[Task goal]: Output verbatim the line with "Ok(self.store.get_formation(app_id, release_id)?)" together with every line beneath it, ending at the last line of the entries.

[Supplied material]:

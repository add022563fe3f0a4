//! Controller contract consumed by the strategy engine.
//!
//! The engine only needs three operations: read a formation, overwrite a
//! formation, and stream job events for an app. [`LocalController`] serves
//! them from the state store plus an in-process [`JobEventBus`] that the
//! scheduler reports into.

use async_trait::async_trait;
use futures_util::StreamExt;
use futures_util::stream::{self, BoxStream};
use tokio::sync::broadcast;
use tracing::{debug, trace, warn};

use cutover_core::{Formation, JobEvent};
use cutover_state::StateStore;

use crate::error::{ControllerError, ControllerResult};

/// Job events for one app. Dropping the stream closes it.
pub type JobEventStream = BoxStream<'static, ControllerResult<JobEvent>>;

#[async_trait]
pub trait Controller: Send + Sync {
    async fn get_formation(&self, app_id: &str, release_id: &str) -> ControllerResult<Formation>;

    /// Overwrite the whole formation.
    async fn put_formation(&self, formation: &Formation) -> ControllerResult<()>;

    /// Subscribe to job events for an app. Events published after this
    /// returns are delivered; `since_id` 0 means live events only.
    async fn stream_job_events(
        &self,
        app_id: &str,
        since_id: u64,
    ) -> ControllerResult<JobEventStream>;
}

/// In-process fan-out of scheduler job events.
#[derive(Clone)]
pub struct JobEventBus {
    tx: broadcast::Sender<JobEvent>,
}

impl JobEventBus {
    pub fn new(capacity: usize) -> Self {
        let (tx, _) = broadcast::channel(capacity.max(1));
        Self { tx }
    }

    /// Publish a job event. Returns the number of live subscribers.
    pub fn publish(&self, event: JobEvent) -> usize {
        trace!(
            app = %event.app_id,
            release = %event.release_id,
            job = %event.job_id,
            process_type = %event.process_type,
            state = %event.state,
            "job event published"
        );
        self.tx.send(event).unwrap_or(0)
    }

    /// Subscribe to one app's events.
    ///
    /// The subscription is taken before returning. A subscriber that falls
    /// behind gets one `Lagged` error and the stream ends.
    pub fn subscribe(&self, app_id: &str) -> JobEventStream {
        let app_id = app_id.to_string();
        let rx = self.tx.subscribe();
        stream::unfold(Some(rx), move |rx| {
            let app_id = app_id.clone();
            async move {
                let mut rx = rx?;
                loop {
                    match rx.recv().await {
                        Ok(event) if event.app_id == app_id => return Some((Ok(event), Some(rx))),
                        Ok(_) => {}
                        Err(broadcast::error::RecvError::Lagged(lost)) => {
                            warn!(app = %app_id, lost, "job event subscriber lagged");
                            return Some((Err(ControllerError::Lagged(lost)), None));
                        }
                        Err(broadcast::error::RecvError::Closed) => return None,
                    }
                }
            }
        })
        .boxed()
    }
}

/// Controller backed by the local state store and job event bus.
#[derive(Clone)]
pub struct LocalController {
    store: StateStore,
    bus: JobEventBus,
}

impl LocalController {
    pub fn new(store: StateStore, bus: JobEventBus) -> Self {
        Self { store, bus }
    }

    pub fn bus(&self) -> &JobEventBus {
        &self.bus
    }
}

#[async_trait]
impl Controller for LocalController {
    async fn get_formation(&self, app_id: &str, release_id: &str) -> ControllerResult<Formation> {
        Ok(self.store.get_formation(app_id, release_id)?)
    }

    async fn put_formation(&self, formation: &Formation) -> ControllerResult<()> {
        self.store.put_formation(formation)?;
        Ok(())
    }

    async fn stream_job_events(
        &self,
        app_id: &str,
        since_id: u64,
    ) -> ControllerResult<JobEventStream> {
        debug!(app = %app_id, since_id, "job event stream opened");
        Ok(self.bus.subscribe(app_id))
    }
}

[Solution for this exercise]:
        Ok(self.store.get_formation(app_id, release_id)?)
    }

    async fn put_formation(&self, formation: &Formation) -> ControllerResult<()> {
        self.store.put_formation(formation)?;
        Ok(())
    }

    async fn stream_job_events(
        &self,
        app_id: &str,
        since_id: u64,
    ) -> ControllerResult<JobEventStream> {
        debug!(app = %app_id, since_id, "job event stream opened");
        Ok(self.bus.subscribe(app_id))
    }
}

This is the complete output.